Nov 6 2008
Researchers have found new evidence linking losses in memory and attention to subtle forms of brain damage following mild traumatic brain injury (TBI), which may eventually help in diagnosing when a routine concussion might lead to lasting cognitive problems.
TBI affects more than 500,000 Americans each year and over 70 percent of these injuries are considered "mild," usually due to a concussion. Fifteen to 30 percent of these patients will suffer long-term impairments of memory and attention. The findings are published online and in the December issue of the journal BRAIN.
Following a head injury, patients who experience a concussion often show no signs of damage in a traditional CT or MRI scan, pass a basic neurological exam, and are then sent home with no additional treatment or follow-up. However, many such patients continue to report symptoms weeks and even months later, such as loss of concentration or memory loss -- termed post-concussive syndrome.
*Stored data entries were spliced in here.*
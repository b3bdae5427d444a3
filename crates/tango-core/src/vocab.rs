//! Vocabulary items and the read-only feeds they are loaded from.
//!
//! Items are immutable once loaded. Each carries an `index` equal to its
//! position in its feed; the annotation files are keyed by that index.

use std::borrow::Cow;
use std::collections::HashMap;
use std::fmt;
use std::path::Path;
use std::str::FromStr;

use anyhow::{Context, Result};
use serde::{Deserialize, Serialize};
use wana_kana::utils::{is_char_kanji, is_char_katakana};

use crate::error::FeedError;

/// Which feed an item came from.
#[derive(Debug, Clone, Copy, PartialEq, Eq, Hash, Serialize, Deserialize)]
#[serde(rename_all = "lowercase")]
pub enum ItemKind {
    Word,
    Kanji,
}

impl ItemKind {
    pub fn name(self) -> &'static str {
        match self {
            ItemKind::Word => "word",
            ItemKind::Kanji => "kanji",
        }
    }
}

impl fmt::Display for ItemKind {
    fn fmt(&self, f: &mut fmt::Formatter<'_>) -> fmt::Result {
        f.write_str(self.name())
    }
}

/// A quiz-able field. Names are unique across item kinds, so they double as
/// annotation file keys.
#[derive(Debug, Clone, Copy, PartialEq, Eq, Hash, Serialize, Deserialize)]
#[serde(rename_all = "lowercase")]
pub enum Field {
    Meaning,
    Romaji,
    Meanings,
}

impl Field {
    pub const ALL: [Field; 3] = [Field::Meaning, Field::Romaji, Field::Meanings];

    pub fn name(self) -> &'static str {
        match self {
            Field::Meaning => "meaning",
            Field::Romaji => "romaji",
            Field::Meanings => "meanings",
        }
    }

    /// The attribute holding this field's canonical answer.
    pub fn attr(self) -> Attr {
        match self {
            Field::Meaning => Attr::Meaning,
            Field::Romaji => Attr::Romaji,
            Field::Meanings => Attr::Meanings,
        }
    }

    /// Gloss fields may carry parenthetical qualifiers that are not part of
    /// the expected answer.
    pub fn is_gloss(self) -> bool {
        matches!(self, Field::Meaning | Field::Meanings)
    }
}

impl fmt::Display for Field {
    fn fmt(&self, f: &mut fmt::Formatter<'_>) -> fmt::Result {
        f.write_str(self.name())
    }
}

/// A displayable attribute of an item.
#[derive(Debug, Clone, Copy, PartialEq, Eq)]
pub enum Attr {
    Surface,
    Kana,
    Romaji,
    Meaning,
    Glyph,
    Meanings,
}

/// One entry of an item's ordered field list.
#[derive(Debug, Clone, Copy)]
pub struct FieldSpec {
    /// The field being asked for.
    pub field: Field,
    /// Attributes shown in the prompt.
    pub context: &'static [Attr],
    /// Extra attributes shown after a wrong answer.
    pub reveal: &'static [Attr],
}

const WORD_FIELDS: &[FieldSpec] = &[
    FieldSpec {
        field: Field::Meaning,
        context: &[Attr::Surface, Attr::Kana],
        reveal: &[],
    },
    FieldSpec {
        field: Field::Romaji,
        context: &[Attr::Surface],
        reveal: &[Attr::Meaning],
    },
];

const KANJI_FIELDS: &[FieldSpec] = &[FieldSpec {
    field: Field::Meanings,
    context: &[Attr::Glyph],
    reveal: &[],
}];

/// A vocabulary word from the CSV feed.
#[derive(Debug, Clone, Serialize, Deserialize)]
pub struct Word {
    pub index: usize,
    /// Written form, usually with kanji.
    pub surface: String,
    pub kana: String,
    pub romaji: String,
    /// `;`-delimited meanings, parenthetical qualifiers allowed.
    pub meaning: String,
    /// Raw level tag such as `JLPT_5` or `JLPT_N5`.
    pub level_tag: String,
}

/// A kanji entry from the JSON feed.
#[derive(Debug, Clone, Serialize, Deserialize)]
pub struct Kanji {
    pub index: usize,
    pub glyph: String,
    pub strokes: u32,
    pub grade: Option<u32>,
    pub freq: Option<u32>,
    pub jlpt_old: Option<u32>,
    pub jlpt_new: Option<u32>,
    pub meanings: Vec<String>,
    pub radicals: Vec<String>,
}

/// A quiz item.
#[derive(Debug, Clone, Serialize, Deserialize)]
pub enum Item {
    Word(Word),
    Kanji(Kanji),
}

impl Item {
    pub fn index(&self) -> usize {
        match self {
            Item::Word(w) => w.index,
            Item::Kanji(k) => k.index,
        }
    }

    pub fn kind(&self) -> ItemKind {
        match self {
            Item::Word(_) => ItemKind::Word,
            Item::Kanji(_) => ItemKind::Kanji,
        }
    }

    /// The item's quiz-able fields in selection order.
    pub fn fields(&self) -> &'static [FieldSpec] {
        match self {
            Item::Word(_) => WORD_FIELDS,
            Item::Kanji(_) => KANJI_FIELDS,
        }
    }

    /// The surface form or glyph, used in messages.
    pub fn label(&self) -> &str {
        match self {
            Item::Word(w) => &w.surface,
            Item::Kanji(k) => &k.glyph,
        }
    }

    /// Value of an attribute. Attributes that do not apply to this kind
    /// read as empty.
    pub fn attr(&self, attr: Attr) -> Cow<'_, str> {
        match (self, attr) {
            (Item::Word(w), Attr::Surface) => Cow::Borrowed(&w.surface),
            (Item::Word(w), Attr::Kana) => Cow::Borrowed(&w.kana),
            (Item::Word(w), Attr::Romaji) => Cow::Borrowed(&w.romaji),
            (Item::Word(w), Attr::Meaning) => Cow::Borrowed(&w.meaning),
            (Item::Kanji(k), Attr::Glyph) => Cow::Borrowed(&k.glyph),
            (Item::Kanji(k), Attr::Meanings) => Cow::Owned(k.meanings.join(";")),
            _ => Cow::Borrowed(""),
        }
    }

    /// Canonical answer for a field, still `;`-delimited.
    pub fn answer(&self, field: Field) -> Cow<'_, str> {
        self.attr(field.attr())
    }

    pub fn in_level(&self, level: Level) -> bool {
        match self {
            Item::Word(w) => level.matches_tag(&w.level_tag),
            Item::Kanji(k) => k.jlpt_new == Some(u32::from(level.0)),
        }
    }
}

/// Proficiency level (JLPT N-number).
#[derive(Debug, Clone, Copy, PartialEq, Eq, Hash, Serialize, Deserialize)]
pub struct Level(pub u8);

impl Level {
    /// True for `JLPT_<n>` and `JLPT_N<n>`.
    pub fn matches_tag(self, tag: &str) -> bool {
        tag.trim()
            .strip_prefix("JLPT_")
            .map(|rest| rest.strip_prefix('N').unwrap_or(rest))
            .and_then(|n| n.parse::<u8>().ok())
            == Some(self.0)
    }
}

impl fmt::Display for Level {
    fn fmt(&self, f: &mut fmt::Formatter<'_>) -> fmt::Result {
        write!(f, "N{}", self.0)
    }
}

impl FromStr for Level {
    type Err = String;

    fn from_str(s: &str) -> Result<Self, Self::Err> {
        let trimmed = s.trim();
        let digits = trimmed.strip_prefix("JLPT_").unwrap_or(trimmed);
        let digits = digits
            .strip_prefix('N')
            .or_else(|| digits.strip_prefix('n'))
            .unwrap_or(digits);
        match digits.parse::<u8>() {
            Ok(n) if (1..=5).contains(&n) => Ok(Level(n)),
            _ => Err(format!("invalid level: {s} (expected 1-5)")),
        }
    }
}

/// True when the text holds at least one kanji.
pub fn contains_kanji(text: &str) -> bool {
    text.chars().any(is_char_kanji)
}

/// True when the text holds at least one katakana character, including the
/// iteration marks.
pub fn contains_katakana(text: &str) -> bool {
    text.chars()
        .any(|c| is_char_katakana(c) || c == 'ヽ' || c == 'ヾ')
}

// ---------------------------------------------------------------------------
// Feed loading
// ---------------------------------------------------------------------------

#[derive(Debug, Deserialize)]
struct RawKanji {
    strokes: u32,
    #[serde(default)]
    grade: Option<u32>,
    #[serde(default)]
    freq: Option<u32>,
    #[serde(default)]
    jlpt_old: Option<u32>,
    #[serde(default)]
    jlpt_new: Option<u32>,
    #[serde(default)]
    meanings: Vec<String>,
    #[serde(default)]
    wk_radicals: Option<Vec<String>>,
}

/// Parse the word CSV. The first row is a header and is skipped. A blank
/// line is an empty row and fails like any other short row.
pub fn parse_words_str(content: &str) -> Result<Vec<Item>> {
    let mut reader = csv::ReaderBuilder::new()
        .has_headers(true)
        .flexible(true)
        .from_reader(content.as_bytes());

    let header = reader.headers().context("failed to read word header")?;
    if header.is_empty() {
        return Err(FeedError::MissingHeader.into());
    }
    // The reader drops blank lines, so find them as gaps between records.
    let mut next_line = 2 + embedded_newlines(header);

    let mut words = Vec::new();
    for (index, record) in reader.records().enumerate() {
        let record = record.context("failed to read word row")?;
        let line = record.position().map(|p| p.line()).unwrap_or(next_line);
        if line > next_line {
            return Err(blank_row(next_line));
        }
        next_line = line + 1 + embedded_newlines(&record);

        if record.len() != 5 {
            return Err(FeedError::MalformedRow {
                line: line as usize,
                found: record.len(),
            }
            .into());
        }
        words.push(Item::Word(Word {
            index,
            surface: record[0].to_string(),
            kana: record[1].to_string(),
            romaji: record[2].to_string(),
            meaning: record[3].to_string(),
            level_tag: record[4].to_string(),
        }));
    }

    if content.lines().count() as u64 >= next_line {
        return Err(blank_row(next_line));
    }
    Ok(words)
}

fn embedded_newlines(record: &csv::StringRecord) -> u64 {
    record.iter().map(|f| f.matches('\n').count() as u64).sum()
}

fn blank_row(line: u64) -> anyhow::Error {
    FeedError::MalformedRow {
        line: line as usize,
        found: 0,
    }
    .into()
}

/// Parse the kanji JSON. Indexes follow key order.
pub fn parse_kanji_str(content: &str) -> Result<Vec<Item>> {
    let map: serde_json::Map<String, serde_json::Value> =
        serde_json::from_str(content).context("failed to parse kanji JSON")?;

    map.into_iter()
        .enumerate()
        .map(|(index, (glyph, value))| {
            let raw: RawKanji = serde_json::from_value(value)
                .with_context(|| format!("invalid kanji entry '{glyph}'"))?;
            Ok(Item::Kanji(Kanji {
                index,
                glyph,
                strokes: raw.strokes,
                grade: raw.grade,
                freq: raw.freq,
                jlpt_old: raw.jlpt_old,
                jlpt_new: raw.jlpt_new,
                meanings: raw.meanings,
                radicals: raw.wk_radicals.unwrap_or_default(),
            }))
        })
        .collect()
}

/// Both feeds, loaded once per run.
#[derive(Debug, Default)]
pub struct Vocabulary {
    words: Vec<Item>,
    kanji: Vec<Item>,
    by_glyph: HashMap<String, usize>,
}

impl Vocabulary {
    /// Load the word CSV and, when given, the kanji JSON.
    pub fn load(words_path: &Path, kanji_path: Option<&Path>) -> Result<Self> {
        let content = std::fs::read_to_string(words_path)
            .with_context(|| format!("failed to read word feed: {}", words_path.display()))?;
        let words = parse_words_str(&content)
            .with_context(|| format!("failed to load word feed: {}", words_path.display()))?;

        let kanji = match kanji_path {
            Some(path) => {
                let content = std::fs::read_to_string(path)
                    .with_context(|| format!("failed to read kanji feed: {}", path.display()))?;
                parse_kanji_str(&content)
                    .with_context(|| format!("failed to load kanji feed: {}", path.display()))?
            }
            None => Vec::new(),
        };

        tracing::debug!(words = words.len(), kanji = kanji.len(), "vocabulary loaded");
        Ok(Self::from_parts(words, kanji))
    }

    pub fn from_parts(words: Vec<Item>, kanji: Vec<Item>) -> Self {
        let by_glyph = kanji
            .iter()
            .enumerate()
            .map(|(i, item)| (item.label().to_string(), i))
            .collect();
        Self {
            words,
            kanji,
            by_glyph,
        }
    }

    pub fn words(&self) -> &[Item] {
        &self.words
    }

    pub fn kanji(&self) -> &[Item] {
        &self.kanji
    }

    pub fn kanji_by_glyph(&self, glyph: char) -> Option<&Kanji> {
        let mut buf = [0u8; 4];
        let key: &str = glyph.encode_utf8(&mut buf);
        self.by_glyph.get(key).and_then(|&i| match &self.kanji[i] {
            Item::Kanji(k) => Some(k),
            Item::Word(_) => None,
        })
    }

    /// Dictionary kanji appearing in `text`, in order.
    pub fn decompose(&self, text: &str) -> Vec<&Kanji> {
        text.chars().filter_map(|c| self.kanji_by_glyph(c)).collect()
    }

    /// Whether an item has auxiliary help to show.
    pub fn has_help(&self, item: &Item) -> bool {
        match item {
            Item::Word(w) => w.surface.chars().count() > 1 && !self.decompose(&w.surface).is_empty(),
            Item::Kanji(k) => !k.radicals.is_empty(),
        }
    }

    /// Auxiliary help: constituent kanji for a word, radicals for a kanji.
    pub fn help_lines(&self, item: &Item) -> Vec<String> {
        match item {
            Item::Word(w) => self
                .decompose(&w.surface)
                .into_iter()
                .map(|k| format!("{} : {}", k.glyph, k.meanings.join("; ")))
                .collect(),
            Item::Kanji(k) if !k.radicals.is_empty() => vec![k.radicals.join("; ")],
            Item::Kanji(_) => Vec::new(),
        }
    }
}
The researchers studied diffusion tensor imaging (DTI), an advanced type of MRI scan that allows experts to view the microscopic motion of water molecules within the brain's white matter, the tissue that connects and allows communication between different brain centers. The group found that injury was visible in the subjects' memory and attention networks of the brain, but not visible via conventional MRI scans. The team, including researchers from Weill Cornell Medical College and University of California at San Francisco, identified two particular white-matter tracts, one strongly associated with attention and the other memory, in the brains of normal adults and adults with mild TBI.
Dr. Bruce McCandliss, corresponding author and associate professor of psychology in psychiatry at Weill Cornell Medical College, and co-first authors Sumit Niogi of Weill Cornell and Dr. Pratik Mukherjee of UCSF believe that these findings might be the first step toward clinical trials that will determine whether DTI may one day be used for early and accurate diagnosis in patients following TBI.
Since DTI is conducted with an MRI scanner, no additional equipment or cost is needed to collect such data. However, the researchers say that analyzing and interpreting the data is more complex, and tools for clinical diagnosis are still under development.
Contributing authors include Dr. Jamshid Ghajar, Dr. Minah Suh and Rachel Kolster, from Weill Cornell Medical College; and Dr. Geoffrey T. Manley and Hana Lee, from the University of California, San Francisco. The work was funded by a grant from the J.S. McDonnell Foundation.